◆ Saved data entries
━━━━━━━━━━━━━━━━

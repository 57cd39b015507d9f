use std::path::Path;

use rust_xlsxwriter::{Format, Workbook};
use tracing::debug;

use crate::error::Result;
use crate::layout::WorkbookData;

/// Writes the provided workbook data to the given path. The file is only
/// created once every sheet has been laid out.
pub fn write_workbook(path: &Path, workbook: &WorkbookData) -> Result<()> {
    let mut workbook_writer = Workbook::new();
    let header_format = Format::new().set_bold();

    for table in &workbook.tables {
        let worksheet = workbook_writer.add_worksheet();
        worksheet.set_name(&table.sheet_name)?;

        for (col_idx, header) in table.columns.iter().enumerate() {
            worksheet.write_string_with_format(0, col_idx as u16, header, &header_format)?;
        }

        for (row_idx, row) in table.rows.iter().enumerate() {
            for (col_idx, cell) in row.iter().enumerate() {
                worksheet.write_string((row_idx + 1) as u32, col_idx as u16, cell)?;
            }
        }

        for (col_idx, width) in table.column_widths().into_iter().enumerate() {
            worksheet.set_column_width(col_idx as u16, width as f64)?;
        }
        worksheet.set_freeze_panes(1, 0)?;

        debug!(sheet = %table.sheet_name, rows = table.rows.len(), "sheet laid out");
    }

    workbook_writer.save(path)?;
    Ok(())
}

━━━━━━━━━━━━━━━━

Each record above must be given again exactly as written.

◆ RESPONSE TO THE EXERCISE
repository 57cd39b015507d9f
use std::path::Path;

use rust_xlsxwriter::{Format, Workbook};
use tracing::debug;

use crate::error::Result;
use crate::layout::WorkbookData;

/// Writes the provided workbook data to the given path. The file is only
/// created once every sheet has been laid out.
pub fn write_workbook(path: &Path, workbook: &WorkbookData) -> Result<()> {
    let mut workbook_writer = Workbook::new();
    let header_format = Format::new().set_bold();

    for table in &workbook.tables {
        let worksheet = workbook_writer.add_worksheet();
        worksheet.set_name(&table.sheet_name)?;

        for (col_idx, header) in table.columns.iter().enumerate() {
            worksheet.write_string_with_format(0, col_idx as u16, header, &header_format)?;
        }

        for (row_idx, row) in table.rows.iter().enumerate() {
            for (col_idx, cell) in row.iter().enumerate() {
                worksheet.write_string((row_idx + 1) as u32, col_idx as u16, cell)?;
            }
        }

        for (col_idx, width) in table.column_widths().into_iter().enumerate() {
            worksheet.set_column_width(col_idx as u16, width as f64)?;
        }
        worksheet.set_freeze_panes(1, 0)?;

        debug!(sheet = %table.sheet_name, rows = table.rows.len(), "sheet laid out");
    }

    workbook_writer.save(path)?;
    Ok(())
}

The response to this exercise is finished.